- **Try it**: Write out the entries again. Match each one exactly.

- **Entries shown**:
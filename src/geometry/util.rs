//! Geometric utility functions for d-dimensional geometry calculations.
//!
//! Everything here works on plain `&[f64]` coordinate slices whose length is
//! the runtime dimension, since a tessellation's dimension is a value and not
//! a type parameter.

use thiserror::Error;

pub mod circumsphere;
pub mod conversions;
pub mod measures;
pub mod norms;
pub mod point_generation;

pub use circumsphere::*;
pub use conversions::*;
pub use measures::*;
pub use norms::*;
pub use point_generation::*;

/// Errors that can occur during value conversion.
#[derive(Clone, Debug, Error, PartialEq, Eq)]
pub enum ValueConversionError {
    /// The value could not be represented in the target type.
    #[error("Cannot convert {value} from {from_type} to {to_type}: {details}")]
    ConversionFailed {
        /// The value that failed to convert, as a string.
        value: String,
        /// Source type name.
        from_type: &'static str,
        /// Target type name.
        to_type: &'static str,
        /// Additional context.
        details: String,
    },
}

/// Errors that can occur during circumcenter and simplex measure calculation.
#[derive(Clone, Debug, Error, PartialEq, Eq)]
pub enum CircumcenterError {
    /// Empty point set provided.
    #[error("Empty point set")]
    EmptyPointSet,
    /// Points do not form a valid simplex.
    #[error(
        "Points do not form a valid simplex: expected {expected} points for dimension {dimension}, got {actual}"
    )]
    InvalidSimplex {
        /// Number of points provided.
        actual: usize,
        /// Number of points expected.
        expected: usize,
        /// Dimension of the ambient space.
        dimension: usize,
    },
    /// The linear system for the circumcenter could not be solved.
    #[error("Matrix inversion failed: {details}")]
    MatrixInversionFailed {
        /// Description of the failure.
        details: String,
    },
    /// Value conversion failed while computing a measure.
    #[error("Value conversion error: {0}")]
    ValueConversion(#[from] ValueConversionError),
}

- **Exercise response**:
filename src/geometry/util.rs
//! Geometric utility functions for d-dimensional geometry calculations.
//!
//! Everything here works on plain `&[f64]` coordinate slices whose length is
//! the runtime dimension, since a tessellation's dimension is a value and not
//! a type parameter.

use thiserror::Error;

pub mod circumsphere;
pub mod conversions;
pub mod measures;
pub mod norms;
pub mod point_generation;

pub use circumsphere::*;
pub use conversions::*;
pub use measures::*;
pub use norms::*;
pub use point_generation::*;

/// Errors that can occur during value conversion.
#[derive(Clone, Debug, Error, PartialEq, Eq)]
pub enum ValueConversionError {
    /// The value could not be represented in the target type.
    #[error("Cannot convert {value} from {from_type} to {to_type}: {details}")]
    ConversionFailed {
        /// The value that failed to convert, as a string.
        value: String,
        /// Source type name.
        from_type: &'static str,
        /// Target type name.
        to_type: &'static str,
        /// Additional context.
        details: String,
    },
}

/// Errors that can occur during circumcenter and simplex measure calculation.
#[derive(Clone, Debug, Error, PartialEq, Eq)]
pub enum CircumcenterError {
    /// Empty point set provided.
    #[error("Empty point set")]
    EmptyPointSet,
    /// Points do not form a valid simplex.
    #[error(
        "Points do not form a valid simplex: expected {expected} points for dimension {dimension}, got {actual}"
    )]
    InvalidSimplex {
        /// Number of points provided.
        actual: usize,
        /// Number of points expected.
        expected: usize,
        /// Dimension of the ambient space.
        dimension: usize,
    },
    /// The linear system for the circumcenter could not be solved.
    #[error("Matrix inversion failed: {details}")]
    MatrixInversionFailed {
        /// Description of the failure.
        details: String,
    },
    /// Value conversion failed while computing a measure.
    #[error("Value conversion error: {0}")]
    ValueConversion(#[from] ValueConversionError),
}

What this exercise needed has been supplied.